Localization of spiralin in Escherichia coli cells transformed with the recombinant plasmid pESI.

The expression of spiralin in the transformant strain HB101 Tsp of Escherichia coli has been investigated by sodium dodecyl sulfate-polyacrylamide gel electrophoresis (SDS-PAGE), immunodetection after electrotransfer, and crossed immunoelectrophoresis. The protein has been sought in whole cells, cytoplasm, and plasma and outer membranes of the bacterium. Untransformed E. coli cells and Spiroplasma citri cells were used as negative and positive references, respectively.
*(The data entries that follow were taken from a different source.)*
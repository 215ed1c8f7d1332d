//! User and group management through shadow-utils.

use std::sync::Arc;

use anyhow::Context;
use async_trait::async_trait;
use ep_core::ports::UserAccountPort;
use tracing::{debug, info};

use crate::runner::{CommandError, CommandRunner, CommandSpec};

/// `getent` exit status for "key not found in database".
const GETENT_NOT_FOUND: i32 = 2;

pub struct ShadowUserAccounts {
    runner: Arc<dyn CommandRunner>,
}

impl ShadowUserAccounts {
    pub fn new(runner: Arc<dyn CommandRunner>) -> Self {
        Self { runner }
    }

    async fn getent(&self, database: &str, key: &str) -> anyhow::Result<bool> {
        let spec = CommandSpec::new("getent").args([database, key]);
        match self.runner.run(&spec).await {
            Ok(_) => Ok(true),
            Err(err @ CommandError::Failed { .. }) if err.exit_code() == Some(GETENT_NOT_FOUND) => {
                Ok(false)
            }
            Err(err) => Err(err.into()),
        }
    }
}

#[async_trait]
impl UserAccountPort for ShadowUserAccounts {
    async fn ensure_group(&self, group: &str) -> anyhow::Result<()> {
        if self.getent("group", group).await? {
            debug!(%group, "group already exists");
            return Ok(());
        }
        self.runner
            .run(&CommandSpec::new("groupadd").args(["--system", group]))
            .await?;
        info!(%group, "created group");
        Ok(())
    }

    async fn user_exists(&self, user: &str) -> anyhow::Result<bool> {
        self.getent("passwd", user).await
    }

    async fn add_user(&self, user: &str) -> anyhow::Result<()> {
        self.runner
            .run(&CommandSpec::new("useradd").args([
                "--system",
                "--no-create-home",
                "--shell",
                "/usr/sbin/nologin",
                user,
            ]))
            .await?;
        Ok(())
    }

    async fn add_user_to_group(&self, user: &str, group: &str) -> anyhow::Result<()> {
        self.runner
            .run(&CommandSpec::new("usermod").args(["--append", "--groups", group, user]))
            .await?;
        Ok(())
    }

    async fn uid_of(&self, user: &str) -> anyhow::Result<u32> {
        let output = self
            .runner
            .run(&CommandSpec::new("id").args(["-u", user]))
            .await?;
        output
            .stdout
            .trim()
            .parse()
            .with_context(|| format!("unexpected uid for {user}: {:?}", output.stdout))
    }
}
use async_trait::async_trait;

use crate::config::{DesiredConfig, ListenPort};

/// Declared configuration, read-only to reconciliation apart from recording
/// which port was last applied.
#[async_trait]
pub trait ConfigStorePort: Send + Sync {
    /// Current declared config plus the previously applied port.
    async fn snapshot(&self) -> anyhow::Result<DesiredConfig>;

    /// Record `port` as applied so the next snapshot treats it as previous.
    async fn commit(&self, port: ListenPort) -> anyhow::Result<()>;
}
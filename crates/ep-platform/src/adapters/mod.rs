//! # Platform Adapters / 平台适配器
//!
//! Host implementations of the `ep-core` ports.
//!
//! # Modules / 模块
//!
//! - `apt` - Debian package manager
//! - `accounts` - Shadow-utils user and group management
//! - `filesystem` - Local filesystem with unix modes and ownership
//! - `hook_tools` - Host runtime tools (`resource-get`, `open-port`, `status-set`)
//! - `lsb_release` - Distribution codename probe
//! - `service` - Service supervisor (`service`, `systemctl`)

pub mod accounts;
pub mod apt;
pub mod filesystem;
pub mod hook_tools;
pub mod lsb_release;
pub mod service;

pub use accounts::ShadowUserAccounts;
pub use apt::AptPackageManager;
pub use filesystem::LocalFilesystem;
pub use hook_tools::{HookToolArtifactSource, HookToolFirewall, HookToolStatusReporter};
pub use lsb_release::LsbReleaseProbe;
pub use service::SystemServiceManager;
use std::sync::Arc;

use ep_core::ports::{
    Artifact, ArtifactLookup, ArtifactSourceError, ArtifactSourcePort, ConfigStorePort,
    HostFactsPort, HostFilesystemPort, PeerRelationPort, ProvisioningStatePort,
    ServiceManagerPort, StatusPort,
};
use ep_core::service::{templates, REQUIRED_ARTIFACTS};
use ep_core::{HostFacts, ProvisioningState, ServiceLayout, WorkloadStatus};
use tracing::{debug, info, info_span, warn, Instrument};

use crate::deps::AgentDeps;
use crate::usecases::{
    EnsureServiceAccount, EnsureServiceUnit, InstallFromPackage, ProvisionCredentials,
    ReconcilePorts,
};

use super::{BlockReason, ConfigureError, ConfigureOutcome, InstallError, InstallOutcome, SkipReason};

/// Peer key carrying the cluster membership string.
const CLUSTER_KEY: &str = "cluster";

/// Drives the install and configure phases.
///
/// ## Behavior
/// - `reconcile_install()` is a no-op once `installed` is set.
/// - `reconcile_configure()` re-runs every step whenever it is allowed to run.
/// - Every marker change is persisted before the next step starts.
pub struct ReconciliationController {
    state: Arc<dyn ProvisioningStatePort>,
    config: Arc<dyn ConfigStorePort>,
    host_facts: Arc<dyn HostFactsPort>,
    artifacts: Arc<dyn ArtifactSourcePort>,
    fs: Arc<dyn HostFilesystemPort>,
    services: Arc<dyn ServiceManagerPort>,
    status: Arc<dyn StatusPort>,

    install_from_package: InstallFromPackage,
    ensure_account: EnsureServiceAccount,
    ensure_unit: EnsureServiceUnit,
    provision_credentials: ProvisionCredentials,
    reconcile_ports: ReconcilePorts,

    layout: ServiceLayout,
}

impl ReconciliationController {
    /// Construct the controller and its step use cases from a dependency bundle.
    pub fn from_deps(deps: AgentDeps) -> Self {
        let AgentDeps {
            state,
            config,
            host_facts,
            fs,
            artifacts,
            packages,
            services,
            accounts,
            firewall,
            status,
            layout,
        } = deps;

        Self {
            install_from_package: InstallFromPackage::new(
                packages,
                services.clone(),
                fs.clone(),
                layout.clone(),
            ),
            ensure_account: EnsureServiceAccount::new(accounts.clone(), fs.clone(), layout.clone()),
            ensure_unit: EnsureServiceUnit::new(fs.clone(), services.clone(), layout.clone()),
            provision_credentials: ProvisionCredentials::new(
                fs.clone(),
                accounts,
                layout.clone(),
            ),
            reconcile_ports: ReconcilePorts::new(firewall),
            state,
            config,
            host_facts,
            artifacts,
            fs,
            services,
            status,
            layout,
        }
    }

    pub async fn reconcile_install(&self) -> Result<InstallOutcome, InstallError> {
        let span = info_span!("usecase.reconcile_install");
        async {
            let mut state = self.state.load_state().await.map_err(InstallError::State)?;
            if state.is_installed() {
                debug!("installed marker set; nothing to do");
                return Ok(InstallOutcome::AlreadyInstalled);
            }

            self.report(WorkloadStatus::maintenance("Installing etcd."))
                .await;
            let facts = self
                .host_facts
                .probe()
                .await
                .map_err(InstallError::HostFacts)?;

            let artifacts = match self.resolve_artifacts().await {
                Ok(artifacts) => artifacts,
                Err(ArtifactSourceError::CapabilityUnavailable(reason)) => {
                    warn!(%reason, "host runtime cannot supply artifacts");
                    self.report(WorkloadStatus::blocked(
                        "This agent requires resource support from the host runtime",
                    ))
                    .await;
                    return Ok(InstallOutcome::Blocked(BlockReason::CapabilityUnavailable));
                }
                Err(err) => return Err(err.into()),
            };

            match artifacts {
                Some(artifacts) => self.install_from_artifacts(&mut state, &facts, artifacts).await,
                None if facts.has_package_fallback() => {
                    self.install_from_package(&mut state).await
                }
                None => {
                    info!(codename = %facts.codename, "artifacts missing and no package fallback");
                    self.report(WorkloadStatus::blocked("Missing Resource: see README"))
                        .await;
                    Ok(InstallOutcome::Blocked(BlockReason::MissingArtifacts))
                }
            }
        }
        .instrument(span)
        .await
    }

    pub async fn reconcile_configure(
        &self,
        peer: Option<&dyn PeerRelationPort>,
    ) -> Result<ConfigureOutcome, ConfigureError> {
        let span = info_span!("usecase.reconcile_configure");
        async {
            let state = self.state.load_state().await.map_err(ConfigureError::State)?;
            if !state.is_installed() {
                debug!("not installed; configure deferred");
                return Ok(ConfigureOutcome::Skipped(SkipReason::NotInstalled));
            }
            let Some(peer) = peer else {
                self.report(WorkloadStatus::waiting("Waiting for TLS peer relation"))
                    .await;
                return Ok(ConfigureOutcome::Skipped(SkipReason::PeerUnavailable));
            };

            let desired = self.config.snapshot().await.map_err(ConfigureError::Config)?;

            self.provision_credentials
                .execute(peer)
                .await
                .map_err(ConfigureError::Credentials)?;

            let Some(cluster) = peer
                .get_remote(CLUSTER_KEY)
                .await
                .map_err(ConfigureError::Peer)?
            else {
                self.report(WorkloadStatus::waiting(
                    "Waiting for cluster membership from TLS peer",
                ))
                .await;
                return Ok(ConfigureOutcome::Skipped(SkipReason::ClusterUnknown));
            };

            let defaults = templates::defaults_file(&templates::DefaultsContext {
                port: desired.port,
                cluster: &cluster,
                layout: &self.layout,
            });
            self.fs
                .write_file(
                    &self.layout.defaults_path,
                    defaults.as_bytes(),
                    ServiceLayout::RENDERED_FILE_MODE,
                )
                .await
                .map_err(ConfigureError::Render)?;
            debug!(path = %self.layout.defaults_path.display(), "rendered service defaults");

            let port_change = self
                .reconcile_ports
                .execute(desired.previous_port, desired.port)
                .await
                .map_err(ConfigureError::Ports)?;

            self.services
                .restart(&self.layout.service_name)
                .await
                .map_err(ConfigureError::Restart)?;

            self.config
                .commit(desired.port)
                .await
                .map_err(ConfigureError::Commit)?;

            info!(port = %desired.port, ?port_change, "etcd proxy configured");
            self.report(WorkloadStatus::active(format!(
                "etcd proxy listening on port {}",
                desired.port
            )))
            .await;

            Ok(ConfigureOutcome::Configured {
                port: desired.port,
                port_change,
            })
        }
        .instrument(span)
        .await
    }

    /// Clear `installed` so the next `reconcile_install` redoes the install.
    pub async fn reset_on_upgrade(&self) -> anyhow::Result<()> {
        let mut state = self.state.load_state().await?;
        state.reset_for_upgrade();
        self.state.save_state(&state).await?;
        info!("installed marker cleared for upgrade");
        Ok(())
    }

    /// `Ok(None)` when at least one required artifact is not supplied yet.
    async fn resolve_artifacts(&self) -> Result<Option<Vec<Artifact>>, ArtifactSourceError> {
        let mut resolved = Vec::with_capacity(REQUIRED_ARTIFACTS.len());
        for name in REQUIRED_ARTIFACTS {
            match self.artifacts.fetch(name).await? {
                ArtifactLookup::Ready(artifact) => resolved.push(artifact),
                ArtifactLookup::Missing => {
                    info!(artifact = name, "artifact not provided");
                    return Ok(None);
                }
            }
        }
        Ok(Some(resolved))
    }

    async fn install_from_artifacts(
        &self,
        state: &mut ProvisioningState,
        facts: &HostFacts,
        artifacts: Vec<Artifact>,
    ) -> Result<InstallOutcome, InstallError> {
        for artifact in &artifacts {
            let target = self.layout.binary_path(&artifact.name);
            self.fs
                .write_file(&target, &artifact.bytes, ServiceLayout::BINARY_MODE)
                .await
                .map_err(InstallError::Binaries)?;
            info!(artifact = %artifact.name, path = %target.display(), "installed binary");
        }

        self.ensure_account
            .execute()
            .await
            .map_err(InstallError::ServiceAccount)?;

        let variant = facts.init_variant();
        let unit = self
            .ensure_unit
            .execute(variant)
            .await
            .map_err(InstallError::ServiceUnit)?;
        debug!(?variant, ?unit, "service unit ensured");

        state.mark_installed();
        self.persist(state).await?;
        info!("etcd installed from artifacts");
        Ok(InstallOutcome::InstalledFromArtifacts)
    }

    async fn install_from_package(
        &self,
        state: &mut ProvisioningState,
    ) -> Result<InstallOutcome, InstallError> {
        self.report(WorkloadStatus::maintenance(
            "Attempting install of etcd from apt",
        ))
        .await;
        self.install_from_package
            .install()
            .await
            .map_err(InstallError::Package)?;

        if state.is_package_path_adjusted() {
            debug!("package state already normalized; keeping existing data");
        } else {
            self.install_from_package
                .normalize()
                .await
                .map_err(InstallError::Normalize)?;
            state.mark_package_path_adjusted();
            self.persist(state).await?;
        }

        state.mark_installed();
        self.persist(state).await?;
        info!("etcd installed from distro package");
        Ok(InstallOutcome::InstalledFromPackage)
    }

    async fn persist(&self, state: &ProvisioningState) -> Result<(), InstallError> {
        self.state
            .save_state(state)
            .await
            .map_err(InstallError::State)
    }

    /// Status is informational; a failing report never aborts a phase.
    async fn report(&self, status: WorkloadStatus) {
        if let Err(err) = self.status.set_status(status.clone()).await {
            warn!(error = %err, ?status, "failed to report workload status");
        }
    }
}
//! # Pure Data Module / 纯数据模块 - Data Transfer Objects Only
//!
//! ## Responsibilities / 职责
//!
//! - ✅ Define agent configuration data structures / 定义配置数据结构
//! - ✅ Provide TOML → DTO mapping / 提供 TOML → DTO 的映射
//!
//! ## Prohibited / 禁止事项
//!
//! ❌ **No validation logic in [`AgentConfig`] / 禁止验证逻辑**
//!
//! Port range checks live in [`ListenPort`], which is only built when the
//! config store takes a [`DesiredConfig`] snapshot.

mod desired;

pub use desired::{ConfigError, DesiredConfig, ListenPort};

use std::path::PathBuf;

/// Port etcd clients use unless the operator configures another one.
pub const DEFAULT_CLIENT_PORT: i64 = 2379;

/// Agent configuration DTO (pure data, no logic)
/// 代理配置 DTO（纯数据，无逻辑）
#[derive(Debug, Clone, PartialEq, Eq)]
pub struct AgentConfig {
    /// Declared client port. Raw value from the file, range is not checked here.
    pub port: i64,

    /// Directory holding the marker file and the applied-config snapshot.
    pub state_dir: PathBuf,

    /// JSON document the host runtime drops when the TLS peer is available.
    pub peer_data_path: PathBuf,

    /// Directory for the rolling log file (may be empty: stdout only).
    pub log_dir: PathBuf,

    /// Optional local directory serving install artifacts by name.
    /// When absent the host runtime resource tool is used.
    pub artifacts_dir: Option<PathBuf>,
}

impl AgentConfig {
    /// Create AgentConfig from TOML value
    /// 从 TOML 值创建 AgentConfig
    ///
    /// Missing keys become empty values; they are facts, not errors.
    pub fn from_toml(toml_value: &toml::Value) -> anyhow::Result<Self> {
        let paths = toml_value.get("paths");
        let path_of = |key: &str| {
            PathBuf::from(
                paths
                    .and_then(|p| p.get(key))
                    .and_then(|v| v.as_str())
                    .unwrap_or(""),
            )
        };

        Ok(Self {
            port: toml_value
                .get("service")
                .and_then(|s| s.get("port"))
                .and_then(|v| v.as_integer())
                .unwrap_or(0),
            state_dir: path_of("state_dir"),
            peer_data_path: path_of("peer_data"),
            log_dir: path_of("log_dir"),
            artifacts_dir: paths
                .and_then(|p| p.get("artifacts_dir"))
                .and_then(|v| v.as_str())
                .map(PathBuf::from),
        })
    }

    /// Configuration used when no file is present on the host.
    pub fn with_system_defaults() -> Self {
        let state_dir = PathBuf::from("/var/lib/etcd-proxy-agent");
        Self {
            port: DEFAULT_CLIENT_PORT,
            peer_data_path: state_dir.join("peer.json"),
            state_dir,
            log_dir: PathBuf::from("/var/log/etcd-proxy-agent"),
            artifacts_dir: None,
        }
    }
}
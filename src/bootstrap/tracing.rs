//! Tracing configuration for the etcd proxy agent
//!
//! ## Behavior / 行为
//!
//! - stdout always, plus a daily-rolling file in the configured log directory
//! - `RUST_LOG` overrides the default filter directives
//! - Sentry layer only when `SENTRY_DSN` is set

use std::path::Path;
use std::{fs, io, sync::OnceLock};

use tracing_appender::non_blocking::{NonBlocking, WorkerGuard};
use tracing_subscriber::{fmt, fmt::writer::BoxMakeWriter, prelude::*, registry};

static LOG_GUARD: OnceLock<WorkerGuard> = OnceLock::new();
static SENTRY_GUARD: OnceLock<sentry::ClientInitGuard> = OnceLock::new();

const LOG_FILE_PREFIX: &str = "etcd-proxy-agent.log";

/// Check if running in development environment
fn is_development() -> bool {
    cfg!(debug_assertions)
}

/// Build the default filter directives for tracing
///
/// Agent crates log at debug in development builds; dependencies stay at
/// info either way.
fn build_filter_directives(is_dev: bool) -> Vec<String> {
    let agent_level = if is_dev { "debug" } else { "info" };
    let mut directives = vec!["info".to_string()];
    directives.extend(
        [
            "etcd_proxy_agent",
            "ep_core",
            "ep_app",
            "ep_infra",
            "ep_platform",
        ]
        .iter()
        .map(|target| format!("{target}={agent_level}")),
    );
    directives
}

/// Initialize the tracing subscriber
///
/// An empty `log_dir` disables the file layer. A log directory that cannot
/// be created falls back to stdout only.
///
/// ## Errors / 错误
///
/// Returns `Err` if a global subscriber is already registered.
pub fn init_tracing_subscriber(log_dir: &Path) -> anyhow::Result<()> {
    let filter_directives = build_filter_directives(is_development());
    let env_filter = tracing_subscriber::EnvFilter::try_from_default_env()
        .unwrap_or_else(|_| tracing_subscriber::EnvFilter::new(filter_directives.join(",")));

    let sentry_layer = match std::env::var("SENTRY_DSN") {
        Ok(dsn) if !dsn.is_empty() => {
            let guard = sentry::init((
                dsn,
                sentry::ClientOptions {
                    release: sentry::release_name!(),
                    traces_sample_rate: 1.0,
                    ..Default::default()
                },
            ));

            if SENTRY_GUARD.set(guard).is_err() {
                eprintln!("Sentry guard already initialized");
            }

            Some(sentry_tracing::layer())
        }
        _ => None,
    };

    let stdout_writer: BoxMakeWriter = BoxMakeWriter::new(io::stdout);
    let file_writer = if log_dir.as_os_str().is_empty() {
        None
    } else {
        match build_file_writer(log_dir) {
            Ok(writer) => Some(writer),
            Err(err) => {
                eprintln!("Failed to initialize file logging, falling back to stdout: {err}");
                None
            }
        }
    };

    // "2025-01-15 10:30:45.123  INFO ep_app::dispatcher: message"
    let stdout_layer = fmt::layer()
        .with_timer(fmt::time::ChronoUtc::new(
            "%Y-%m-%d %H:%M:%S%.3f".to_string(),
        ))
        .with_level(true)
        .with_target(true)
        .with_ansi(false)
        .with_writer(stdout_writer);

    let file_layer = file_writer.map(|writer| {
        fmt::layer()
            .with_timer(fmt::time::ChronoUtc::new(
                "%Y-%m-%d %H:%M:%S%.3f".to_string(),
            ))
            .with_level(true)
            .with_file(true)
            .with_line_number(true)
            .with_target(true)
            .with_ansi(false)
            .with_writer(writer)
    });

    registry()
        .with(env_filter)
        .with(sentry_layer)
        .with(stdout_layer)
        .with(file_layer)
        .try_init()?;

    Ok(())
}

fn build_file_writer(log_dir: &Path) -> anyhow::Result<NonBlocking> {
    fs::create_dir_all(log_dir)?;

    let file_appender = tracing_appender::rolling::daily(log_dir, LOG_FILE_PREFIX);
    let (non_blocking, guard) = tracing_appender::non_blocking(file_appender);

    LOG_GUARD
        .set(guard)
        .map_err(|_| anyhow::anyhow!("Tracing log guard already initialized"))?;

    Ok(non_blocking)
}
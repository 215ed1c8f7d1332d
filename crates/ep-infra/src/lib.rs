//! File-backed adapters for the etcd proxy agent.
//!
//! Everything here persists to or reads from plain files under the agent's
//! state directory. OS command adapters live in `ep-platform`.

pub mod artifact_dir;
mod json_file;
pub mod config_store;
pub mod peer_relation;
pub mod provisioning_state;

pub use artifact_dir::DirectoryArtifactSource;
pub use config_store::{FileConfigStore, DEFAULT_APPLIED_CONFIG_FILE};
pub use peer_relation::JsonPeerRelation;
pub use provisioning_state::{FileProvisioningStateRepository, DEFAULT_STATE_FILE};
Contrary to earlier claims, spiralin was detected not only in the cytoplasm of E. coli, but also in the inner and outer membranes. In addition, our results show that the protein was not secreted by the bacterium. Three forms of spiralin could be distinguished with respect to differences in apparent molecular mass: 27.5, 29.5 and 30 kilodalton (kDa). The presence of the high molecular mass polypeptide in the two membranes of E. coli invalidates the hypothesis according to which the 27.5-kDa (or 28-kDa) species is a mature form derived from the 30-kDa (or 30.5-kDa) species by the amputation of a signal sequence. Since spiralin is an acyl protein, the possibility of variation in the extent of acylation of the protein in E. coli, with subsequent variation of the apparent molecular mass, should be taken into account.